- Genre: Comedy-drama
- Created by: Olivia Colman Julia Davis Sharon Horgan
- Written by: Sam Bain; Jesse Armstrong; Olivia Colman; Julia Davis; Sharon Horgan;
- Directed by: Ben Palmer
- Starring: Olivia Colman; Julia Davis; Sharon Horgan; Christian Massa; Peter Serafinowicz; Kayvan Novak; David Bradley; Reece Shearsmith;
- Country of origin: United Kingdom
- Original language: English

Production
- Running time: 36 minutes
- Production company: Tiger Aspect Productions

Original release
- Network: Channel 4
- Release: 26 August 2012

= Bad Sugar =

Bad Sugar is a British comedy pilot, written by Sam Bain and Jesse Armstrong, based on an idea by the show's stars Olivia Colman, Julia Davis and Sharon Horgan.

The programme centres on a wealthy, dysfunctional British mining dynasty, and is a parody of telenovela-style melodramas and soap operas such as Dallas.

It was shown on Channel 4 on 26 August 2012. A full series was commissioned for broadcast in 2013 but cancelled before production with problems co-ordinating the main actors' schedules cited as the reason.

== Plot ==
The pilot episode centres on a dysfunctional, wealthy mining dynasty family – The Caudwells – headed by ailing patriarch, Ralphfred (David Bradley).

Gold-digger Lucy (Sharon Horgan) has just married Ralphfred's son Rolph (Peter Serafinowicz), expecting that his father was on his deathbed. Rolph is clearly more sexually interested in his valet, Lipton. Scheming eldest daughter Daphne (Julia Davis), with a history of mental illness, is married to embittered and wheelchair-bound (from a mining accident) husband, Greg (Reece Shearsmith). Youngest sister Joan (Olivia Colman) is childlike and simple, despite having been said to have killed her twin brother with some bad sugar aged seven.

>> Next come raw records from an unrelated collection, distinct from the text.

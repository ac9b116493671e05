//! Portcullis core: per-handler authentication exemption and the
//! authentication-required middleware.
//!
//! Handlers opt out of authentication at definition time with
//! [`MarkExempt::authentication_exempt`]. The middleware built by
//! [`authentication_required_middleware`] consults that marker on every
//! request and only calls the [`AuthService`] for handlers that lack it.
//!
//! ```ignore
//! let health = Function::sync("health", |_req: Request| Ok("ok")).authentication_exempt();
//! let gate = authentication_required_middleware(Arc::new(my_auth_service));
//! let response = gate.handle(request, &health).await?;
//! ```

#![warn(missing_docs)]
#![warn(clippy::all)]

pub mod auth;
pub mod error;
pub mod exemption;
pub mod handler;
pub mod middleware;

pub use auth::AuthService;
pub use error::{ExemptionError, GateError, Rejection};
pub use exemption::{
    exempt_boxed, is_handler_authentication_exempt, Exempt, Exemption, MarkExempt,
};
pub use handler::{
    BoxHandler, Convention, Function, Handler, HandlerId, HandlerMeta, HandlerShape, Invocation,
    Method,
};
pub use middleware::{authentication_required_middleware, AuthenticationRequired, Decision};
// Event loop glue between the session and the extractor. Each upload runs on
// its own worker thread; the worker never touches the session, it only sends
// tagged events back over a channel. The UI thread drains that channel and
// applies events one at a time, so the session has a single writer.

use std::panic::{catch_unwind, AssertUnwindSafe};
use std::sync::mpsc::{self, Receiver, RecvTimeoutError, Sender};
use std::sync::Arc;
use std::thread::{self, JoinHandle};
use std::time::Duration;

use tracing::{debug, error};

use crate::api::{Extractor, ProgressFn};
use crate::error::UploadError;
use crate::session::{EventKind, SessionEvent, UploadRequest, UploadSession};

/// How often `wait` wakes up to check that the current worker is still alive.
const POLL_INTERVAL: Duration = Duration::from_millis(50);

pub struct UploadRunner {
    extractor: Arc<dyn Extractor>,
    tx: Sender<SessionEvent>,
    rx: Receiver<SessionEvent>,
    current: Option<JoinHandle<()>>,
}

impl UploadRunner {
    pub fn new(extractor: Arc<dyn Extractor>) -> Self {
        let (tx, rx) = mpsc::channel();
        Self {
            extractor,
            tx,
            rx,
            current: None,
        }
    }

    /// Issue the request on a worker thread. An earlier in-flight request is
    /// left to finish on its own; its events will be stale.
    pub fn start(&mut self, request: UploadRequest) {
        let extractor = Arc::clone(&self.extractor);
        let tx = self.tx.clone();
        debug!(generation = request.generation, "spawning upload worker");

        let handle = thread::spawn(move || {
            let progress_tx = tx.clone();
            let progress_req = request.clone();
            let on_progress: ProgressFn = Box::new(move |p| {
                // Receiver gone means the UI is shutting down.
                let _ = progress_tx.send(progress_req.progress(p));
            });

            let outcome = catch_unwind(AssertUnwindSafe(|| extractor.extract(&request.file, on_progress)))
                .unwrap_or_else(|_| {
                    error!(generation = request.generation, "upload worker panicked");
                    Err(UploadError::ClientSideFailure)
                });
            let _ = tx.send(request.finished(outcome));
        });
        self.current = Some(handle);
    }

    /// Apply events until the session leaves `Uploading`, calling `on_change`
    /// after each event that changed it.
    pub fn wait(&mut self, session: &mut UploadSession, mut on_change: impl FnMut(&UploadSession)) {
        while session.is_uploading() {
            match self.rx.recv_timeout(POLL_INTERVAL) {
                Ok(event) => {
                    if session.apply(event) {
                        on_change(session);
                    }
                }
                Err(RecvTimeoutError::Timeout) => {
                    if !self.worker_gone() {
                        continue;
                    }
                    // Everything the finished worker sent is already queued.
                    match self.rx.try_recv() {
                        Ok(event) => {
                            if session.apply(event) {
                                on_change(session);
                            }
                        }
                        Err(_) => {
                            error!(generation = session.generation(), "upload worker exited without a result");
                            session.apply(SessionEvent {
                                generation: session.generation(),
                                kind: EventKind::Finished(Err(UploadError::ClientSideFailure)),
                            });
                            on_change(session);
                        }
                    }
                }
                // We hold a sender ourselves, so the channel cannot disconnect.
                Err(RecvTimeoutError::Disconnected) => break,
            }
        }
    }

    /// Apply whatever is already queued without blocking. Returns how many
    /// events changed the session.
    pub fn drain(&mut self, session: &mut UploadSession) -> usize {
        let mut applied = 0;
        while let Ok(event) = self.rx.try_recv() {
            if session.apply(event) {
                applied += 1;
            }
        }
        applied
    }

    fn worker_gone(&self) -> bool {
        self.current.as_ref().map_or(true, |h| h.is_finished())
    }
}

#[cfg(test)]
mod tests {
    use super::*;
    use crate::api::{ExtractedFields, Progress};
    use crate::media::SelectedFile;
    use crate::session::Status;

    struct Scripted {
        steps: Vec<u64>,
        delay: Duration,
        outcome: Result<ExtractedFields, UploadError>,
    }

    impl Extractor for Scripted {
        fn extract(&self, _file: &SelectedFile, mut on_progress: ProgressFn) -> Result<ExtractedFields, UploadError> {
            for sent in &self.steps {
                thread::sleep(self.delay);
                on_progress(Progress { sent: *sent, total: 100 });
            }
            self.outcome.clone()
        }
    }

    struct Panics;

    impl Extractor for Panics {
        fn extract(&self, _file: &SelectedFile, _on_progress: ProgressFn) -> Result<ExtractedFields, UploadError> {
            panic!("decoder blew up");
        }
    }

    fn fields() -> ExtractedFields {
        serde_json::from_str(r#"{"name":"JANE DOE","passport_number":"X1234567","expiration_date":"2030-01-01"}"#)
            .unwrap()
    }

    fn image() -> SelectedFile {
        SelectedFile::new("passport.jpg", "image/jpeg", b"jpeg".to_vec())
    }

    #[test]
    fn reports_progress_in_order_then_result() {
        let mut runner = UploadRunner::new(Arc::new(Scripted {
            steps: vec![25, 60, 100],
            delay: Duration::from_millis(5),
            outcome: Ok(fields()),
        }));
        let mut session = UploadSession::new();
        let req = session.select_file(Some(image())).unwrap();
        runner.start(req);

        let mut seen = Vec::new();
        runner.wait(&mut session, |s| seen.push(s.status().clone()));

        assert_eq!(
            seen,
            vec![
                Status::Uploading { progress: 25 },
                Status::Uploading { progress: 60 },
                Status::Uploading { progress: 100 },
                Status::Succeeded { fields: fields(), progress: 100 },
            ]
        );
    }

    #[test]
    fn panicking_extractor_becomes_client_side_failure() {
        let mut runner = UploadRunner::new(Arc::new(Panics));
        let mut session = UploadSession::new();
        let req = session.select_file(Some(image())).unwrap();
        runner.start(req);
        runner.wait(&mut session, |_| {});
        assert_eq!(
            session.error_message().as_deref(),
            Some("An error occurred while uploading. Please try again.")
        );
    }

    #[test]
    fn slow_superseded_request_cannot_overwrite_newer_result() {
        let slow = Arc::new(Scripted {
            steps: vec![50],
            delay: Duration::from_millis(150),
            outcome: Err(UploadError::ServerRejected { status: 500 }),
        });
        let fast = Arc::new(Scripted {
            steps: vec![100],
            delay: Duration::from_millis(1),
            outcome: Ok(fields()),
        });

        let mut session = UploadSession::new();
        let mut slow_runner = UploadRunner::new(slow);
        let first = session.select_file(Some(image())).unwrap();
        slow_runner.start(first);

        let mut fast_runner = UploadRunner::new(fast);
        let second = session.select_file(Some(image())).unwrap();
        fast_runner.start(second);
        fast_runner.wait(&mut session, |_| {});
        assert!(session.extracted_fields().is_some());

        // Let the slow worker finish, then feed its events in.
        if let Some(handle) = slow_runner.current.take() {
            handle.join().unwrap();
        }
        assert_eq!(slow_runner.drain(&mut session), 0);
        assert_eq!(session.extracted_fields().unwrap().name, "JANE DOE");
        assert_eq!(session.progress_percent(), 100);
    }
}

In attempt to get more information about Ralphfred will, Daphne and Lucy seduce the priest, Rodrigo. They learn that Ralphfred has left everything to his nurse Maria. To get rid of Maria, Daphne seduces hunky but dim gardener Simon (Kayvan Novak) and bribe him to tell Ralphfred he has had sex with Maria and poison their relationship, getting himself and Maria sacked.

Meanwhile, Lucy tries to convince Joan to start playing the piano again, but Daphne is not happy about it. Daphne tricks her into catching a burning hot boule ball and blames Lucy.

In light of everything that happens, Ralphfred announces that he will leave everything to Imperial College London so he can be frozen, in the home of being reanimated. Lucy then reveals a portrait of Daphne from when she was in a mental hospital.

== Cast ==

- Olivia Colman as Joan Cauldwell
- Julia Davis as Daphne Cauldwell
- Sharon Horgan as Lucy Cauldwell
- Peter Serafinowicz as Rolph Cauldwell
- Reece Shearsmith as Greg
- David Bradley as Ralphfred Cauldwell
- Kayvan Novak as Simon
- Derek Riddell as Rodrigo
- Jonjo O'Neill as Lipton
- Trixiebelle Harrowell as Pilot
- Julia Deakin as Dilys (Lucy's mother)

== History ==
The pilot was announced in 2011. This was aired on Channel 4 on 26 August 2012, as part of the channel's 'Funny Fortnight' season. After the success of the pilot, a series was commissioned for Channel 4, to be aired in 2013. However, due to cast scheduling issues, the show was dropped.

In 2016, it was announced that the Bad Sugar series would be made by Fox. The contract includes a "significant penalty" clause, which meant that if they did not make the series, they would have to pay a large sum of money to the producers. Patty Been was signed by fox to create the new script and be the executive producer.

== Reception ==
Whilst the pilot received enough positive reception to be commissioned for a series, some commentators gave negative reviews. The Independent, criticising the format of the show, said that "without any decent material to play with, a blue chip cast...mugged away exhaustingly."